Hausgemachte Pol-Schmelze
Wie oft in derartigen Fällen erklären einige Kommentatoren die Entgleisung Macrons mit wirtschaftlichen Gründen – sein Besuch erfolgte in Begleitung einer großen Delegation der französischen Wirtschaft - andere führen innenpolitische Motive oder sogar eine Retourkutsche auf das Ausbooten Frankreichs aus dem U-Boot-Geschäft mit Australien im Zuge der Gründung von AUKUS, der strukturierten Zusammenarbeit von Australien, den USA und Großbritannien im pazifischen Raum, ins Treffen. Was immer seine Motive gewesen sein mögen, Faktum ist, dass der Staatspräsident einer Nuklearmacht mit ständigem Sitz im Sicherheitsrat der UN, die immer noch Anspruch auf globale Bedeutung erhebt und sich als Führungsmacht in der EU sieht, unvermittelt als unsicherer Kantonist gesehen wird, der gegebenenfalls bereit sein könnte, ein demokratisch regiertes Land der Aggression einer mächtigen Autokratie auszuliefern, sofern es den eigenen Interessen dient. Was in Wirklichkeit aber noch viel schlimmer ist: Genau mit derartigen Äußerungen macht Europa sich nicht zum "dritten Pol" auf der Weltbühne, sondern zeigt die Schwäche seiner Heterogenität und utilitaristischen Grundhaltung in ihrem vollen Ausmaß. Macron trägt so daher eher zur weiteren Marginalisierung als zur Stärkung der EU bei. Von einer europäischen Macht, die auf politischer Geschlossenheit, geistiger, wirtschaftlicher und militärischer Substanz aufbaut und nicht zuletzt klare Positionen und Strategien entwickelt, kann damit weiterhin wohl kaum die Rede sein.

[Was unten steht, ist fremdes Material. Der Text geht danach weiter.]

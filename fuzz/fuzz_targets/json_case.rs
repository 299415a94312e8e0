#![no_main]

use cloudflare_security::{
	models::{ApiResponse, CloudflareSecurityInfo},
	utils::{to_camel_case, to_hungarian_case},
};
use libfuzzer_sys::fuzz_target;

fuzz_target!(|data: &[u8]| {
	let Ok(body) = serde_json::from_slice::<serde_json::Value>(data) else {
		return;
	};

	let camel = to_camel_case(&body);
	let _ = to_hungarian_case(&camel);

	// Any payload must decode into one of the response variants without panicking.
	let _ = ApiResponse::<CloudflareSecurityInfo>::from_body(Some(200), camel);
});
//! Uniform response envelope for API operations.
//!
//! Every adapter operation resolves to an [`ApiResponse`], whether the remote
//! service accepted the call, rejected it with a structured body, or could not be
//! reached at all. Callers match on the variant instead of handling errors on a
//! separate channel.

use serde::{de::DeserializeOwned, Deserialize, Serialize};
use serde_json::Value;
use std::fmt;

/// Error or informational message attached to a Cloudflare response
#[derive(Debug, Clone, Default, PartialEq, Eq, Serialize, Deserialize)]
pub struct ApiMessage {
	/// Numeric error code, when the service provides one
	#[serde(default, skip_serializing_if = "Option::is_none")]
	pub code: Option<i64>,
	/// Human readable message
	#[serde(default)]
	pub message: String,
}

/// Accepted call with its decoded payload
#[derive(Debug, Clone, PartialEq)]
pub struct ApiSuccess<T> {
	pub result: T,
	pub messages: Vec<ApiMessage>,
}

/// Call rejected by the remote service with a structured body
#[derive(Debug, Clone, PartialEq)]
pub struct ApiFailure {
	/// HTTP status of the rejection, if known
	pub status: Option<u16>,
	/// Errors listed in the body
	pub errors: Vec<ApiMessage>,
	/// Whole error body in the application key convention
	pub body: Value,
}

/// Why no structured answer is available
#[derive(Debug, Clone, Copy, PartialEq, Eq)]
pub enum FaultKind {
	/// The request never produced a readable reply
	Transport,
	/// A reply arrived but could not be decoded
	MalformedBody,
}

/// Call that produced no structured answer
#[derive(Debug, Clone, PartialEq, Eq)]
pub struct ApiFault {
	pub kind: FaultKind,
	pub message: String,
}

/// Response envelope wrapping the outcome of an API call
#[derive(Debug, Clone, PartialEq)]
pub enum ApiResponse<T> {
	Success(ApiSuccess<T>),
	Failure(ApiFailure),
	Fault(ApiFault),
}

/// Non-success outcome, for callers that prefer `Result` and `?`
#[derive(Debug, Clone, PartialEq)]
pub enum ApiError {
	Failure(ApiFailure),
	Fault(ApiFault),
}

impl<T: DeserializeOwned> ApiResponse<T> {
	/// Builds the envelope from a successful reply body already converted to
	/// the application key convention.
	///
	/// Cloudflare wraps payloads as `{ success, errors, messages, result }`. When the
	/// body has that shape the payload is read from `result` and `success: false`
	/// becomes a [`ApiResponse::Failure`]. Any other body is decoded as the payload
	/// itself.
	pub fn from_body(status: Option<u16>, body: Value) -> Self {
		if !is_envelope(&body) {
			return match serde_json::from_value::<T>(body) {
				Ok(result) => ApiResponse::Success(ApiSuccess {
					result,
					messages: Vec::new(),
				}),
				Err(e) => ApiResponse::malformed(e),
			};
		}

		if body.get("success").and_then(Value::as_bool) == Some(false) {
			return ApiResponse::rejected(status, body);
		}

		let messages = parse_messages(&body, "messages");
		let result = body.get("result").cloned().unwrap_or(Value::Null);
		match serde_json::from_value::<T>(result) {
			Ok(result) => ApiResponse::Success(ApiSuccess { result, messages }),
			Err(e) => ApiResponse::malformed(e),
		}
	}
}

impl<T> ApiResponse<T> {
	/// Builds a failure from an error body already converted to the application
	/// key convention.
	pub fn rejected(status: Option<u16>, body: Value) -> Self {
		ApiResponse::Failure(ApiFailure {
			status,
			errors: parse_messages(&body, "errors"),
			body,
		})
	}

	/// Builds a fault for a call that produced no structured answer.
	pub fn fault(kind: FaultKind, message: impl Into<String>) -> Self {
		ApiResponse::Fault(ApiFault {
			kind,
			message: message.into(),
		})
	}

	fn malformed(error: serde_json::Error) -> Self {
		ApiResponse::fault(
			FaultKind::MalformedBody,
			format!("Failed to decode response payload: {}", error),
		)
	}

	pub fn is_success(&self) -> bool {
		matches!(self, ApiResponse::Success(_))
	}

	/// Decoded payload, if the call succeeded
	pub fn result(&self) -> Option<&T> {
		match self {
			ApiResponse::Success(success) => Some(&success.result),
			_ => None,
		}
	}

	/// Errors reported by the remote service. Empty unless the call was rejected.
	pub fn errors(&self) -> &[ApiMessage] {
		match self {
			ApiResponse::Failure(failure) => &failure.errors,
			_ => &[],
		}
	}

	pub fn map<U>(self, f: impl FnOnce(T) -> U) -> ApiResponse<U> {
		match self {
			ApiResponse::Success(ApiSuccess { result, messages }) => {
				ApiResponse::Success(ApiSuccess {
					result: f(result),
					messages,
				})
			}
			ApiResponse::Failure(failure) => ApiResponse::Failure(failure),
			ApiResponse::Fault(fault) => ApiResponse::Fault(fault),
		}
	}

	pub fn into_result(self) -> Result<T, ApiError> {
		match self {
			ApiResponse::Success(success) => Ok(success.result),
			ApiResponse::Failure(failure) => Err(ApiError::Failure(failure)),
			ApiResponse::Fault(fault) => Err(ApiError::Fault(fault)),
		}
	}
}

impl fmt::Display for ApiError {
	fn fmt(&self, f: &mut fmt::Formatter<'_>) -> fmt::Result {
		match self {
			ApiError::Failure(failure) => {
				let messages: Vec<String> = failure
					.errors
					.iter()
					.map(|error| match error.code {
						Some(code) => format!("{}: {}", code, error.message),
						None => error.message.clone(),
					})
					.collect();
				match failure.status {
					Some(status) => write!(f, "Request rejected with status {}", status)?,
					None => write!(f, "Request rejected")?,
				}
				if !messages.is_empty() {
					write!(f, " ({})", messages.join("; "))?;
				}
				Ok(())
			}
			ApiError::Fault(fault) => write!(f, "{}", fault.message),
		}
	}
}

impl std::error::Error for ApiError {}

fn is_envelope(body: &Value) -> bool {
	body.as_object()
		.map(|map| map.contains_key("success") && map.contains_key("result"))
		.unwrap_or(false)
}

fn parse_messages(body: &Value, key: &str) -> Vec<ApiMessage> {
	let Some(items) = body.get(key).and_then(Value::as_array) else {
		return Vec::new();
	};

	items
		.iter()
		.map(|item| match item {
			Value::String(message) => ApiMessage {
				code: None,
				message: message.clone(),
			},
			other => serde_json::from_value(other.clone()).unwrap_or_else(|_| ApiMessage {
				code: None,
				message: other.to_string(),
			}),
		})
		.collect()
}
//! API client configuration loading and validation.
//!
//! This module implements the ConfigLoader trait for [`ClientConfig`], allowing the
//! client to be configured from a JSON file or from environment variables.

use serde::{Deserialize, Serialize};
use std::{collections::HashMap, fs, path::Path, time::Duration};

use crate::models::{config::error::ConfigError, ConfigLoader, SecretValue};

/// Cloudflare API v4 root
pub const DEFAULT_BASE_URL: &str = "https://api.cloudflare.com/client/v4";

/// Client-level request timeout, in seconds
pub const DEFAULT_TIMEOUT_SECS: u64 = 30;

pub const ENV_BASE_URL: &str = "CLOUDFLARE_API_BASE_URL";
pub const ENV_API_TOKEN: &str = "CLOUDFLARE_API_TOKEN";
pub const ENV_API_EMAIL: &str = "CLOUDFLARE_API_EMAIL";
pub const ENV_API_KEY: &str = "CLOUDFLARE_API_KEY";
pub const ENV_TIMEOUT_SECS: &str = "CLOUDFLARE_API_TIMEOUT_SECS";
pub const ENV_MAX_RETRIES: &str = "CLOUDFLARE_API_MAX_RETRIES";

/// How requests authenticate against the API
#[derive(Debug, Clone, PartialEq, Serialize, Deserialize)]
#[serde(tag = "type", rename_all = "snake_case")]
pub enum Credentials {
	/// Scoped API token, sent as a bearer token
	ApiToken { token: SecretValue },
	/// Global API key, sent with the account email
	ApiKey { email: String, key: SecretValue },
}

/// Configuration of the HTTP transport used by the adapter
#[derive(Debug, Clone, PartialEq, Serialize, Deserialize)]
#[serde(deny_unknown_fields)]
pub struct ClientConfig {
	/// API root every request path is appended to
	#[serde(default = "default_base_url")]
	pub base_url: String,
	pub credentials: Credentials,
	#[serde(default = "default_timeout_secs")]
	pub timeout_secs: u64,
	/// Retries on transient transport errors, zero disables retrying
	#[serde(default)]
	pub max_retries: u32,
}

fn default_base_url() -> String {
	DEFAULT_BASE_URL.to_string()
}

fn default_timeout_secs() -> u64 {
	DEFAULT_TIMEOUT_SECS
}

impl ClientConfig {
	pub fn new(credentials: Credentials) -> Self {
		Self {
			base_url: default_base_url(),
			credentials,
			timeout_secs: DEFAULT_TIMEOUT_SECS,
			max_retries: 0,
		}
	}

	pub fn with_base_url(mut self, base_url: impl Into<String>) -> Self {
		self.base_url = base_url.into();
		self
	}

	pub fn timeout(&self) -> Duration {
		Duration::from_secs(self.timeout_secs)
	}

	/// Loads the configuration from the process environment.
	///
	/// A `.env` file in the working directory (or its parents) is loaded first
	/// when present. Secrets stay in the environment: the returned credentials
	/// reference the variables instead of copying their values.
	pub fn from_env() -> Result<Self, Box<ConfigError>> {
		let _ = dotenvy::dotenv();
		Self::from_lookup(|name| std::env::var(name).ok())
	}

	/// Builds the configuration from a variable lookup function
	pub fn from_lookup(lookup: impl Fn(&str) -> Option<String>) -> Result<Self, Box<ConfigError>> {
		let present = |name: &str| lookup(name).filter(|value| !value.trim().is_empty());

		let credentials = if present(ENV_API_TOKEN).is_some() {
			Credentials::ApiToken {
				token: SecretValue::Environment(ENV_API_TOKEN.to_string()),
			}
		} else if let (Some(email), Some(_)) = (present(ENV_API_EMAIL), present(ENV_API_KEY)) {
			Credentials::ApiKey {
				email,
				key: SecretValue::Environment(ENV_API_KEY.to_string()),
			}
		} else {
			return Err(Box::new(ConfigError::validation_error(
				format!(
					"No credentials found: set {} or both {} and {}",
					ENV_API_TOKEN, ENV_API_EMAIL, ENV_API_KEY
				),
				None,
			)));
		};

		let mut config = Self::new(credentials);

		if let Some(base_url) = present(ENV_BASE_URL) {
			config.base_url = base_url;
		}
		if let Some(timeout) = present(ENV_TIMEOUT_SECS) {
			config.timeout_secs = parse_number(ENV_TIMEOUT_SECS, &timeout)?;
		}
		if let Some(retries) = present(ENV_MAX_RETRIES) {
			config.max_retries = parse_number(ENV_MAX_RETRIES, &retries)?;
		}

		config.validate()?;
		Ok(config)
	}
}

fn parse_number<N>(name: &str, raw: &str) -> Result<N, Box<ConfigError>>
where
	N: std::str::FromStr,
	N::Err: std::error::Error + Send + Sync + 'static,
{
	raw.trim().parse::<N>().map_err(|e| {
		Box::new(ConfigError::parse_error_with_source(
			format!("Invalid value for {}", name),
			e,
			Some(HashMap::from([("value".to_string(), raw.to_string())])),
		))
	})
}

impl ConfigLoader for ClientConfig {
	/// Load the client configuration from a JSON file
	fn load_from_path(path: &Path) -> Result<Self, Box<ConfigError>> {
		let metadata = || Some(HashMap::from([("path".to_string(), path.display().to_string())]));

		let content = fs::read_to_string(path).map_err(|e| {
			ConfigError::file_error_with_source("Failed to read config file", e, metadata())
		})?;
		let config: ClientConfig = serde_json::from_str(&content).map_err(|e| {
			ConfigError::parse_error_with_source("Failed to parse config file", e, metadata())
		})?;

		// Validate the config after loading
		config.validate()?;

		Ok(config)
	}

	/// Validate the client configuration
	///
	/// Ensures that:
	/// - The base URL parses and uses http or https
	/// - The timeout is not zero
	/// - Credentials are not empty
	fn validate(&self) -> Result<(), Box<ConfigError>> {
		let base_url = url::Url::parse(&self.base_url).map_err(|e| {
			ConfigError::validation_error_with_source(
				"Invalid base URL",
				e,
				Some(HashMap::from([("base_url".to_string(), self.base_url.clone())])),
			)
		})?;

		if !matches!(base_url.scheme(), "http" | "https") {
			return Err(Box::new(ConfigError::validation_error(
				format!("Unsupported base URL scheme: {}", base_url.scheme()),
				None,
			)));
		}

		if self.timeout_secs == 0 {
			return Err(Box::new(ConfigError::validation_error(
				"Timeout must be greater than zero",
				None,
			)));
		}

		match &self.credentials {
			Credentials::ApiToken { token } => {
				if token.is_empty() {
					return Err(Box::new(ConfigError::validation_error(
						"API token cannot be empty",
						None,
					)));
				}
			}
			Credentials::ApiKey { email, key } => {
				let email = email.trim();
				if email.is_empty() || !email.contains('@') {
					return Err(Box::new(ConfigError::validation_error(
						"API key credentials need a valid account email",
						None,
					)));
				}
				if key.is_empty() {
					return Err(Box::new(ConfigError::validation_error(
						"API key cannot be empty",
						None,
					)));
				}
			}
		}

		Ok(())
	}
}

Offensichtlich bedarf es in ganz Europa einer neuen Generation von Politiker:innen, um die Vision einer starken EU, die im Interesse ihrer Bürger:innen global und weitestgehend frei handlungsfähig ist, zu verwirklichen.
Zusammenfassung
- EU-Kommissionspräsidentin Ursula von der Leyen und Frankreichs Staatspräsident Emmanuel Macron verpassten bei ihren China-Besuchen die Chance, Einigkeit zu demonstrieren. Nach der Heimkehr marginalisierte Macron die EU weiter.